IF 1.9 4区 医学 Q3 PHARMACOLOGY & PHARMACY Pub Date : 2024-01-01 Epub Date: 2024-07-29 DOI: 10.1080/14622416.2024.2379227
Nikola Stefanović, Katarina Danković, Tatjana Cvetković, Stevan Vujić, Ivan Pavlović, Tatjana Jevtović-Stoimenov, Branka Mitić, Radmila Veličković-Radovanović

Introduction: IL-6 and IL-10 may affect the activity of cytochrome P450 (CYP) 3A enzymes involved in tacrolimus (Tac) metabolism. Moreover, the effect of IL-6 and IL-10 on Tac pharmacokinetics may differ with respect to the genetic variations in their genes.Aim: To examine the influence of IL-6 and IL-10 gene polymorphisms on Tac dose requirements and exposure over a 5-year period following kidney transplantation. Univariate and standard multivariate linear regression and Monte Carlo analysis were performed to investigate potential covariates influencing Tac dose-adjusted trough concentration (C0/D) in various post-transplantation periods.Materials & methods: IL-6 (-174G > C), IL-10 (-1082G > A, -819C > T and -592C > A) genotype, Tac daily dose, C0, C0/D and intrapatient variability data were collected from 113 patients.Results: Multivariate regression analysis and accompanied Monte Carlo simulation underscore the importance of considering IL-6 -174G > C and IL-10 -1082G > A gene polymorphisms, alongside Tac metabolic phenotype and post-transplantation period, when tailoring Tac dosage regimen.Conclusion: This study provides valuable insights regarding the individualized adjustment of Tac treatment in various post-transplantation periods.
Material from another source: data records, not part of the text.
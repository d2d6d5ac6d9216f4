use std::rc::Rc;

use crate::objects::str_obj::StrObj;
use crate::values::Value;

/// The max ratio of used slots (tombstones included) to capacity before the
/// entries array grows.
const TABLE_MAX_LOAD: f64 = 0.75;

/// A key-value slot. A slot is in one of three states: empty (no key, `Nil`
/// value), tombstone (no key, non-`Nil` value), or occupied.
#[derive(Clone)]
struct Entry {
  key: Option<Rc<StrObj>>,
  value: Value,
}

impl Entry {
  fn empty() -> Self {
    Entry { key: None, value: Value::Nil }
  }

  fn is_tombstone(&self) -> bool {
    self.key.is_none() && !matches!(self.value, Value::Nil)
  }
}

/// An open-addressed hash table keyed by interned strings.
///
/// Probing is linear and wraps modulo capacity. Because keys are interned,
/// lookups compare handle identity only; `find_string` is the one entry
/// point that compares bytes, and exists to bootstrap interning itself.
#[derive(Default)]
pub struct Table {
  /// Occupied slots plus tombstones.
  count: usize,
  entries: Vec<Entry>,
}

impl Table {
  /// The size of the entries array.
  pub fn capacity(&self) -> usize {
    self.entries.len()
  }

  /// The number of slots counted against the load factor. Tombstones are
  /// included until the next resize reclaims them.
  pub fn count(&self) -> usize {
    self.count
  }

  /// Inserts or updates a key.
  ///
  /// # Parameters
  /// - `key`: The interned key to write.
  /// - `value`: The value to store under the key.
  ///
  /// # Returns
  /// `bool`: True when the key was not present before this call.
  pub fn set(&mut self, key: Rc<StrObj>, value: Value) -> bool {
    if (self.count + 1) as f64 > self.capacity() as f64 * TABLE_MAX_LOAD {
      self.adjust_capacity();
    }

    let index = Self::find_entry(&self.entries, &key);
    let entry = &mut self.entries[index];
    let is_new = entry.key.is_none();

    // A reused tombstone was already counted against the load factor.
    if is_new && !entry.is_tombstone() {
      self.count += 1;
    }

    *entry = Entry { key: Some(key), value };
    is_new
  }

  /// Looks up the value stored under a key.
  pub fn get(&self, key: &Rc<StrObj>) -> Option<&Value> {
    if self.count == 0 {
      return None;
    }

    let index = Self::find_entry(&self.entries, key);
    let entry = &self.entries[index];
    entry.key.as_ref().map(|_| &entry.value)
  }

  /// Removes a key, leaving a tombstone in its slot so that probe chains
  /// running through it stay intact.
  ///
  /// # Returns
  /// `bool`: True when the key was present.
  pub fn delete(&mut self, key: &Rc<StrObj>) -> bool {
    if self.count == 0 {
      return false;
    }

    let index = Self::find_entry(&self.entries, key);
    if self.entries[index].key.is_none() {
      return false;
    }

    self.entries[index] = Entry { key: None, value: Value::Bool(true) };
    true
  }

  /// Resolves a string key by content rather than identity: the interning
  /// lookup. Candidates are rejected on length, then hash, then bytes.
  ///
  /// # Parameters
  /// - `chars`: The string content to look for.
  /// - `hash`: The FNV-1a hash of `chars`.
  pub fn find_string(&self, chars: &str, hash: u32) -> Option<Rc<StrObj>> {
    if self.count == 0 {
      return None;
    }

    let capacity = self.capacity();
    let mut index = hash as usize % capacity;

    loop {
      let entry = &self.entries[index];

      match &entry.key {
        None => {
          // A truly-empty slot ends the probe chain; a tombstone does not.
          if !entry.is_tombstone() {
            return None;
          }
        }
        Some(key) => {
          if key.chars.len() == chars.len() && key.hash == hash && key.chars == chars {
            return Some(Rc::clone(key));
          }
        }
      }

      index = (index + 1) % capacity;
    }
  }

  /// Finds the slot a key lives in, or the slot an insert of it should use.
  /// The first tombstone seen is remembered so inserts can reuse it.
  fn find_entry(entries: &[Entry], key: &Rc<StrObj>) -> usize {
    let capacity = entries.len();
    let mut index = key.hash as usize % capacity;
    let mut tombstone: Option<usize> = None;

    loop {
      let entry = &entries[index];

      match &entry.key {
        Some(k) if Rc::ptr_eq(k, key) => return index,
        Some(_) => {}
        None => {
          if !entry.is_tombstone() {
            return tombstone.unwrap_or(index);
          }

          if tombstone.is_none() {
            tombstone = Some(index);
          }
        }
      }

      index = (index + 1) % capacity;
    }
  }

  /// Grows the entries array (doubling, seeded at 8) and re-probes every
  /// occupied slot into it. Tombstones are reclaimed here, so the count is
  /// rebuilt from the survivors.
  fn adjust_capacity(&mut self) {
    let capacity = if self.capacity() < 8 { 8 } else { self.capacity() * 2 };
    let mut entries = vec![Entry::empty(); capacity];

    self.count = 0;
    for entry in std::mem::take(&mut self.entries) {
      if let Some(key) = entry.key {
        let dest = Self::find_entry(&entries, &key);
        entries[dest] = Entry { key: Some(key), value: entry.value };
        self.count += 1;
      }
    }

    self.entries = entries;
  }
}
引言IL-6和IL-10可能会影响参与他克莫司(Tac)代谢的细胞色素P450(CYP)3A酶的活性。此外,IL-6 和 IL-10 对他克莫司药代动力学的影响可能因其基因的遗传变异而不同。目的:研究IL-6和IL-10基因多态性对肾移植后5年内Tac剂量需求和暴露的影响。进行单变量和标准多变量线性回归及蒙特卡罗分析,以研究影响移植后不同时期 Tac 剂量调整后谷浓度(C0/D)的潜在协变量。材料与方法:收集了113例患者的IL-6(-174G > C)、IL-10(-1082G > A、-819C > T和-592C > A)基因型、Tac日剂量、C0、C0/D和患者间变异性数据。研究结果多变量回归分析和蒙特卡洛模拟强调了在定制 Tac 剂量方案时考虑 IL-6 -174G > C 和 IL-10 -1082G > A 基因多态性以及 Tac 代谢表型和移植后时期的重要性。结论本研究就移植后不同时期 Tac 治疗的个体化调整提供了有价值的见解。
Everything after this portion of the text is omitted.